Part of a bigger plan at SlateInteresting transaction. Parent co buying the commerical real estate division from Annaly for $2.3B, and then selling the grocery anchored assets to the SLATE GROCERY division, hence the need for the fairness opinion and independent committee.
At the 7.8% cap rate, US$30 million in NOI, and servicing costs of the assumed debt of US$300 is US$12.6 million + cost associated with dilutive effects of issuing equity (11.4 million units), so yes, should be accretive out of the gate.

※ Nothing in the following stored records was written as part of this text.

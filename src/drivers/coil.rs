//! Relay coil driver.
//!
//! Active-high digital output: HIGH energizes the coil.  The driver is a
//! dumb actuator; the control loop decides when to switch.

use embedded_hal::digital::OutputPin;
use log::debug;

use crate::error::ActuatorError;

pub struct CoilDriver<P> {
    pin: P,
    energized: bool,
}

impl<P: OutputPin> CoilDriver<P> {
    /// Take the pin and drive it low (coil off).
    pub fn new(mut pin: P) -> Result<Self, ActuatorError> {
        pin.set_low().map_err(|_| ActuatorError::GpioWriteFailed)?;
        Ok(Self {
            pin,
            energized: false,
        })
    }

    pub fn set(&mut self, energized: bool) -> Result<(), ActuatorError> {
        if energized {
            self.pin.set_high()
        } else {
            self.pin.set_low()
        }
        .map_err(|_| ActuatorError::GpioWriteFailed)?;
        if energized != self.energized {
            debug!("coil: {}", if energized { "energized" } else { "released" });
        }
        self.energized = energized;
        Ok(())
    }

    pub fn is_energized(&self) -> bool {
        self.energized
    }
}
//! Lock-free single-producer / single-consumer byte ring.
//!
//! One side (interrupt or foreground) produces, the other consumes.  Each
//! index has exactly one writer:
//!
//! | Index  | Written by | Meaning                  |
//! |--------|------------|--------------------------|
//! | `head` | producer   | slot of the last byte in |
//! | `tail` | consumer   | slot of the last byte out|
//!
//! Both indices point at the *last used* slot and advance by a masked
//! increment before the slot is touched, so `head == tail` means empty and
//! one slot is always unusable: a ring of `N` slots holds `N - 1` bytes.
//!
//! Slots are atomics too, so a consumer reading while the producer
//! overwrites (see [`ByteRing::push_overwrite`]) is a stale byte, never UB.

use core::sync::atomic::{AtomicU8, Ordering};

pub struct ByteRing<const N: usize> {
    slots: [AtomicU8; N],
    head: AtomicU8,
    tail: AtomicU8,
}

impl<const N: usize> ByteRing<N> {
    const SIZE_OK: () = assert!(
        N.is_power_of_two() && N >= 2 && N <= 256,
        "ring size must be a power of two in 2..=256"
    );
    const MASK: u8 = (N - 1) as u8;

    /// Bytes the ring can actually hold at once.
    pub const CAPACITY: usize = N - 1;

    pub const fn new() -> Self {
        let () = Self::SIZE_OK;
        Self {
            slots: [const { AtomicU8::new(0) }; N],
            head: AtomicU8::new(0),
            tail: AtomicU8::new(0),
        }
    }

    #[inline]
    const fn next(index: u8) -> u8 {
        index.wrapping_add(1) & Self::MASK
    }

    // ── Producer side ─────────────────────────────────────────

    /// Enqueue `byte`, or hand it back if the ring is full.
    pub fn try_push(&self, byte: u8) -> Result<(), u8> {
        let next = Self::next(self.head.load(Ordering::Relaxed));
        if next == self.tail.load(Ordering::Acquire) {
            return Err(byte);
        }
        self.slots[next as usize].store(byte, Ordering::Relaxed);
        self.head.store(next, Ordering::Release);
        Ok(())
    }

    /// Enqueue `byte` even when full.  On collision the head lands on the
    /// tail, the ring reads as empty and everything buffered is lost.
    /// Returns `true` if that happened.
    pub fn push_overwrite(&self, byte: u8) -> bool {
        let next = Self::next(self.head.load(Ordering::Relaxed));
        let collided = next == self.tail.load(Ordering::Acquire);
        self.slots[next as usize].store(byte, Ordering::Relaxed);
        self.head.store(next, Ordering::Release);
        collided
    }

    // ── Consumer side ─────────────────────────────────────────

    /// Dequeue the oldest byte.
    pub fn pop(&self) -> Option<u8> {
        let tail = self.tail.load(Ordering::Relaxed);
        if tail == self.head.load(Ordering::Acquire) {
            return None;
        }
        let next = Self::next(tail);
        let byte = self.slots[next as usize].load(Ordering::Relaxed);
        self.tail.store(next, Ordering::Release);
        Some(byte)
    }

    // ── Either side ───────────────────────────────────────────

    pub fn is_empty(&self) -> bool {
        self.head.load(Ordering::Acquire) == self.tail.load(Ordering::Acquire)
    }

    pub fn is_full(&self) -> bool {
        Self::next(self.head.load(Ordering::Acquire)) == self.tail.load(Ordering::Acquire)
    }

    /// Number of buffered bytes (a snapshot; the other side may move).
    pub fn len(&self) -> usize {
        let head = self.head.load(Ordering::Acquire);
        let tail = self.tail.load(Ordering::Acquire);
        (head.wrapping_sub(tail) & Self::MASK) as usize
    }

    /// Empty the ring.  Writes both indices, so only call it while neither
    /// side is running (e.g. before interrupts are enabled).
    pub fn reset(&self) {
        self.head.store(0, Ordering::Relaxed);
        self.tail.store(0, Ordering::Release);
    }
}

impl<const N: usize> Default for ByteRing<N> {
    fn default() -> Self {
        Self::new()
    }
}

Doing subscription receipts interesting. given the closing date of the transaction and inherent closing risk, this allows instiutional investors to put in an order, but if deal fails to close, they get money back. Until deal closes, they will accrue paid dividends to the common. when acquisition closes successfully, the sub receipts convert to common. May improve the appeal of the deal, after the last deal (bought deal) wasn't well received and traded below offer for some time.
increases size of real estate portfolio by a whopping 31%. as the market cap grows, should start to get on radar screen of more insitutions. The response to this deal will be something of a litmus test, in terms of how receptive accounts are to traditional retail (albeit grocery) and the pace at which the US is exiting the quasi-closed Covid economy.
i'm staying long, as likelihood of higher distribution is now arguably greater than the opposite (which many market participants had been guessing, based on what yield this thing trades at). New class of shareholders can only be a positive for SLATE GROCERY. Stock will obviously pull back in the morning, with deal overhang, so buying opportunity IMO.
Good luck...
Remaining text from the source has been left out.